= Beginning of Section =
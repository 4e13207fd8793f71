//! 4x4 matrices and the usual OpenGL-style transform builders.
//!
//! Matrices are row-major and act on column vectors: `m * p` transforms `p`,
//! and `a * b` applies `b` first.

use std::ops::Mul;

use crate::point4d::{Point4D, dot4};

#[derive(Debug, Copy, Clone, PartialEq)]
pub struct Matrix4 {
    pub rows: [[f32; 4]; 4],
}

impl Default for Matrix4 {
    fn default() -> Self {
        Self::identity()
    }
}

impl Matrix4 {
    pub const fn new(rows: [[f32; 4]; 4]) -> Self {
        Matrix4 { rows }
    }

    pub const fn identity() -> Self {
        Matrix4 {
            rows: [
                [1.0, 0.0, 0.0, 0.0],
                [0.0, 1.0, 0.0, 0.0],
                [0.0, 0.0, 1.0, 0.0],
                [0.0, 0.0, 0.0, 1.0],
            ],
        }
    }

    pub fn row(&self, i: usize) -> Point4D {
        let r = self.rows[i];
        Point4D::new(r[0], r[1], r[2], r[3])
    }

    pub fn column(&self, j: usize) -> Point4D {
        Point4D::new(self.rows[0][j], self.rows[1][j], self.rows[2][j], self.rows[3][j])
    }

    pub fn transpose(&self) -> Matrix4 {
        let mut rows = [[0.0; 4]; 4];
        for (i, row) in rows.iter_mut().enumerate() {
            for (j, value) in row.iter_mut().enumerate() {
                *value = self.rows[j][i];
            }
        }
        Matrix4 { rows }
    }

    pub fn is_finite(&self) -> bool {
        self.rows.iter().flatten().all(|v| v.is_finite())
    }
}

impl Mul<Point4D> for Matrix4 {
    type Output = Point4D;
    fn mul(self, p: Point4D) -> Point4D {
        Point4D {
            x: dot4(self.row(0), p),
            y: dot4(self.row(1), p),
            z: dot4(self.row(2), p),
            w: dot4(self.row(3), p),
        }
    }
}

impl Mul<Point4D> for &Matrix4 {
    type Output = Point4D;
    fn mul(self, p: Point4D) -> Point4D {
        *self * p
    }
}

impl Mul for Matrix4 {
    type Output = Matrix4;
    fn mul(self, other: Matrix4) -> Matrix4 {
        let mut rows = [[0.0; 4]; 4];
        for (i, row) in rows.iter_mut().enumerate() {
            for (j, value) in row.iter_mut().enumerate() {
                *value = dot4(self.row(i), other.column(j));
            }
        }
        Matrix4 { rows }
    }
}

/// Counter-clockwise rotation about the x axis (looking down the axis towards the origin).
pub fn rotation_x(angle: f32) -> Matrix4 {
    let (s, c) = angle.sin_cos();
    Matrix4::new([
        [1.0, 0.0, 0.0, 0.0],
        [0.0, c, -s, 0.0],
        [0.0, s, c, 0.0],
        [0.0, 0.0, 0.0, 1.0],
    ])
}

pub fn rotation_y(angle: f32) -> Matrix4 {
    let (s, c) = angle.sin_cos();
    Matrix4::new([
        [c, 0.0, s, 0.0],
        [0.0, 1.0, 0.0, 0.0],
        [-s, 0.0, c, 0.0],
        [0.0, 0.0, 0.0, 1.0],
    ])
}

pub fn rotation_z(angle: f32) -> Matrix4 {
    let (s, c) = angle.sin_cos();
    Matrix4::new([
        [c, -s, 0.0, 0.0],
        [s, c, 0.0, 0.0],
        [0.0, 0.0, 1.0, 0.0],
        [0.0, 0.0, 0.0, 1.0],
    ])
}

pub fn scaling(sx: f32, sy: f32, sz: f32) -> Matrix4 {
    Matrix4::new([
        [sx, 0.0, 0.0, 0.0],
        [0.0, sy, 0.0, 0.0],
        [0.0, 0.0, sz, 0.0],
        [0.0, 0.0, 0.0, 1.0],
    ])
}

pub fn translation(tx: f32, ty: f32, tz: f32) -> Matrix4 {
    Matrix4::new([
        [1.0, 0.0, 0.0, tx],
        [0.0, 1.0, 0.0, ty],
        [0.0, 0.0, 1.0, tz],
        [0.0, 0.0, 0.0, 1.0],
    ])
}

/// glOrtho: maps `[l, r] x [b, t] x [-n, -f]` in a right-handed view space
/// looking down -z onto the `[-1, 1]` cube.
pub fn orthographic(l: f32, r: f32, b: f32, t: f32, n: f32, f: f32) -> Matrix4 {
    Matrix4::new([
        [2.0 / (r - l), 0.0, 0.0, -(r + l) / (r - l)],
        [0.0, 2.0 / (t - b), 0.0, -(t + b) / (t - b)],
        [0.0, 0.0, -2.0 / (f - n), -(f + n) / (f - n)],
        [0.0, 0.0, 0.0, 1.0],
    ])
}

/// glFrustum. `l, r, b, t` are measured on the near plane.
pub fn perspective(l: f32, r: f32, b: f32, t: f32, n: f32, f: f32) -> Matrix4 {
    Matrix4::new([
        [2.0 * n / (r - l), 0.0, (r + l) / (r - l), 0.0],
        [0.0, 2.0 * n / (t - b), (t + b) / (t - b), 0.0],
        [0.0, 0.0, -(f + n) / (f - n), -2.0 * f * n / (f - n)],
        [0.0, 0.0, -1.0, 0.0],
    ])
}

/// gluPerspective, vertical field of view in degrees.
pub fn perspective_fov(fov_y_degrees: f32, aspect: f32, n: f32, f: f32) -> Matrix4 {
    let t = n * (fov_y_degrees.to_radians() * 0.5).tan();
    let r = t * aspect;
    perspective(-r, r, -t, t, n, f)
}
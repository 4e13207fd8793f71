use crate::point2d::Point2D;
use crate::point3d::Point3D;
use crate::point4d::Point4D;

/// A mesh corner as it travels through the pipeline. Each stage produces new
/// copies; nothing mutates a vertex in place.
#[derive(Debug, Copy, Clone, Default, PartialEq)]
pub struct Vertex {
    /// Homogeneous position. Model space before the MVP multiply, clip space after.
    pub position: Point4D,
    /// RGB, nominally in `[0, 1]`. Clamped only when written to the color buffer.
    pub color: Point3D,
    /// Texture coordinate. Values outside `[0, 1]` wrap.
    pub texcrd: Point2D,
}

impl Vertex {
    pub const fn new(position: Point4D, color: Point3D, texcrd: Point2D) -> Self {
        Vertex { position, color, texcrd }
    }

    /// Interpolates position, color and texture coordinate with the same `t`.
    pub fn lerp(a: &Vertex, b: &Vertex, t: f32) -> Vertex {
        Vertex {
            position: a.position + (b.position - a.position) * t,
            color: a.color + (b.color - a.color) * t,
            texcrd: a.texcrd + (b.texcrd - a.texcrd) * t,
        }
    }
}
//! # softraster
//!
//! A CPU triangle rasterizer that projects an indexed mesh onto a color and
//! depth image without a GPU.
//!
//! ## Pipeline
//!
//! 1. Every vertex position is multiplied by the model-view-projection matrix.
//! 2. Each triangle is classified against the view frustum in clip space;
//!    triangles behind a shared plane are rejected, triangles crossing the
//!    near plane are clipped in homogeneous coordinates and fan-triangulated.
//! 3. Setup divides by `w`, maps to pixels (y pointing down), optionally
//!    culls back faces, clamps the bounding box to the viewport and fits the
//!    planes used for mip level selection.
//! 4. The rasterizer walks the bounding box, computes barycentric weights at
//!    pixel centers, depth-tests against the affine NDC depth, applies
//!    perspective correction and shades with vertex colors or a trilinearly
//!    filtered texture.
//!
//! ## Quick Start
//!
//! ```rust
//! use softraster::{Mesh, Point2D, Point3D, Point4D, Renderer, Vertex, transform};
//!
//! let red = Point3D::new(1.0, 0.0, 0.0);
//! let corner = |x, y| Vertex::new(Point4D::point(x, y, 0.0), red, Point2D::default());
//! let mesh = Mesh::from_triangles(
//!     vec![corner(-1.0, -1.0), corner(1.0, -1.0), corner(1.0, 1.0), corner(-1.0, 1.0)],
//!     vec![[0, 1, 2], [0, 2, 3]],
//! )
//! .unwrap();
//!
//! let mut renderer = Renderer::new(100, 100).unwrap();
//! let (color, depth) = renderer.render(&mesh, &transform::Matrix4::identity()).unwrap();
//! assert_eq!(color.get_pixel(50, 50), Some([0, 0, 255, 255]));
//! assert_eq!(depth.get(50, 50), Some(0.0));
//! ```

pub mod camera;
pub mod clipping;
mod error;
pub mod geometry;
mod mesh;
pub mod obj;
mod point2d;
mod point3d;
mod point4d;
pub mod raster;
mod rectangle;
mod renderer;
mod screen;
mod texture;
pub mod transform;
mod triangle;
mod vertex;

pub use camera::OrbitCamera;
pub use clipping::ClipMode;
pub use error::{Error, Result};
pub use mesh::Mesh;
pub use point2d::Point2D;
pub use point3d::Point3D;
pub use point4d::Point4D;
pub use rectangle::Rect;
pub use renderer::{RenderStats, Renderer, RendererOptions, project_vertex};
pub use screen::{ColorBuffer, DepthBuffer, ScreenSpace};
pub use texture::{Texture, lod_from_derivatives};
pub use transform::Matrix4;
pub use triangle::{Plane, TriangleToRasterize};
pub use vertex::Vertex;
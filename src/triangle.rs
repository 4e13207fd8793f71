//! Per-triangle setup: perspective divide, viewport transform, back-face
//! test, bounding box and the interpolation planes used for mipmapping.

use crate::geometry::{
    are_vertices_ccw_in_screen_space, clip_to_screen_space, divide_by_w, signed_double_area,
};
use crate::point2d::Point2D;
use crate::point3d::{Point3D, cross3, dot3, normalize};
use crate::point4d::Point4D;
use crate::rectangle::Rect;
use crate::vertex::Vertex;

/// Plane `a*x + b*y + c*z + d = 0` with a unit normal.
#[derive(Debug, Copy, Clone, PartialEq)]
pub struct Plane {
    pub a: f32,
    pub b: f32,
    pub c: f32,
    pub d: f32,
}

impl Plane {
    pub fn through(p1: Point3D, p2: Point3D, p3: Point3D) -> Plane {
        let normal = normalize(cross3(p2 - p1, p3 - p1));
        Plane { a: normal.x, b: normal.y, c: normal.z, d: -dot3(p1, normal) }
    }

    /// Solves the plane equation for `z` at `(x, y)`.
    #[inline(always)]
    pub fn z_at(&self, x: f32, y: f32, one_over_c: f32) -> f32 {
        -(self.a * x + self.b * y + self.d) * one_over_c
    }
}

/// `dz/dx` and `dz/dy` of a plane, together with `1/c` for evaluating it.
#[derive(Debug, Copy, Clone, PartialEq)]
struct PlaneGradient {
    plane: Plane,
    one_over_c: f32,
    ddx: f32,
    ddy: f32,
}

impl PlaneGradient {
    fn new(plane: Plane) -> Self {
        let one_over_c = 1.0 / plane.c;
        PlaneGradient { plane, one_over_c, ddx: -plane.a * one_over_c, ddy: -plane.b * one_over_c }
    }

    #[inline(always)]
    fn value(&self, x: f32, y: f32) -> f32 {
        self.plane.z_at(x, y, self.one_over_c)
    }
}

/// A screen-space triangle ready for rasterization.
///
/// Vertex positions hold pixel coordinates in `x`/`y` and NDC depth in `z`.
/// The original clip-space `1/w` of every corner is kept separately for
/// perspective correction.
#[derive(Debug, Clone, PartialEq)]
pub struct TriangleToRasterize {
    vertices: [Vertex; 3],
    one_over_w: [f64; 3],
    bounds: Rect,
    alpha: PlaneGradient,
    beta: PlaneGradient,
    gamma: PlaneGradient,
}

impl TriangleToRasterize {
    /// Projects a clip-space triangle onto a `screen_width x screen_height`
    /// buffer. Returns `None` for back-facing triangles (when culling is
    /// enabled), zero-area triangles and triangles without any pixel inside
    /// the buffer.
    pub fn setup(
        v0: &Vertex,
        v1: &Vertex,
        v2: &Vertex,
        screen_width: u32,
        screen_height: u32,
        cull_backfaces: bool,
    ) -> Option<Self> {
        let clip = [v0, v1, v2];
        let one_over_w = clip.map(|v| 1.0 / v.position.w as f64);
        let vertices = clip.map(|v| {
            let ndc = divide_by_w(v.position);
            let screen = clip_to_screen_space(Point2D::new(ndc.x, ndc.y), screen_width, screen_height);
            Vertex { position: Point4D::new(screen.x, screen.y, ndc.z, 1.0), ..*v }
        });
        let xy = vertices.map(|v| Point2D::new(v.position.x, v.position.y));

        let area = signed_double_area(xy[0], xy[1], xy[2]);
        if !area.is_finite() || area == 0.0 {
            return None;
        }
        if cull_backfaces && !are_vertices_ccw_in_screen_space(xy[0], xy[1], xy[2]) {
            return None;
        }
        let bounds = Rect::clipped_bounds(xy[0], xy[1], xy[2], screen_width, screen_height)?;

        let plane_through = |attribute: [f32; 3]| {
            let points = [0, 1, 2].map(|i| Point3D::new(xy[i].x, xy[i].y, attribute[i]));
            PlaneGradient::new(Plane::through(points[0], points[1], points[2]))
        };
        let q = one_over_w.map(|q| q as f32);
        let alpha = plane_through([0, 1, 2].map(|i| vertices[i].texcrd.x * q[i]));
        let beta = plane_through([0, 1, 2].map(|i| vertices[i].texcrd.y * q[i]));
        let gamma = plane_through(q);

        Some(TriangleToRasterize { vertices, one_over_w, bounds, alpha, beta, gamma })
    }

    pub fn vertices(&self) -> &[Vertex; 3] {
        &self.vertices
    }

    pub fn one_over_w(&self) -> [f64; 3] {
        self.one_over_w
    }

    /// Inclusive pixel bounds, already clamped to the target buffer.
    pub fn bounds(&self) -> Rect {
        self.bounds
    }

    pub fn alpha_plane(&self) -> Plane {
        self.alpha.plane
    }

    pub fn beta_plane(&self) -> Plane {
        self.beta.plane
    }

    pub fn gamma_plane(&self) -> Plane {
        self.gamma.plane
    }

    /// Screen-space derivatives `(du/dx, du/dy, dv/dx, dv/dy)` of the
    /// perspective-correct texture coordinate at `(x, y)`.
    pub fn texcoord_derivatives(&self, x: f32, y: f32) -> (f32, f32, f32, f32) {
        let u_over_w = self.alpha.value(x, y);
        let v_over_w = self.beta.value(x, y);
        let one_over_w = self.gamma.value(x, y);
        let one_over_squared = 1.0 / (one_over_w * one_over_w);

        let dudx = one_over_squared * (self.alpha.ddx * one_over_w - u_over_w * self.gamma.ddx);
        let dudy = one_over_squared * (self.alpha.ddy * one_over_w - u_over_w * self.gamma.ddy);
        let dvdx = one_over_squared * (self.beta.ddx * one_over_w - v_over_w * self.gamma.ddx);
        let dvdy = one_over_squared * (self.beta.ddy * one_over_w - v_over_w * self.gamma.ddy);
        (dudx, dudy, dvdx, dvdy)
    }

    /// Texel-space derivatives at `(x, y)` for a texture whose level 0 is
    /// `cols x rows`.
    pub fn texel_derivatives(&self, x: f32, y: f32, cols: u32, rows: u32) -> (f32, f32, f32, f32) {
        let (dudx, dudy, dvdx, dvdy) = self.texcoord_derivatives(x, y);
        let (cols, rows) = (cols as f32, rows as f32);
        (dudx * cols, dudy * cols, dvdx * rows, dvdy * rows)
    }

    /// Unclamped mipmap level at `(x, y)`.
    pub fn texture_lod(&self, x: f32, y: f32, cols: u32, rows: u32) -> f32 {
        let (dudx, dudy, dvdx, dvdy) = self.texel_derivatives(x, y, cols, rows);
        crate::texture::lod_from_derivatives(dudx, dudy, dvdx, dvdy)
    }
}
= End of Section =
Copy out each line of the data that includes the string "rectangle".

ANSWER FOR THE TASK:
mod rectangle;
pub use rectangle::Rect;
use crate::rectangle::Rect;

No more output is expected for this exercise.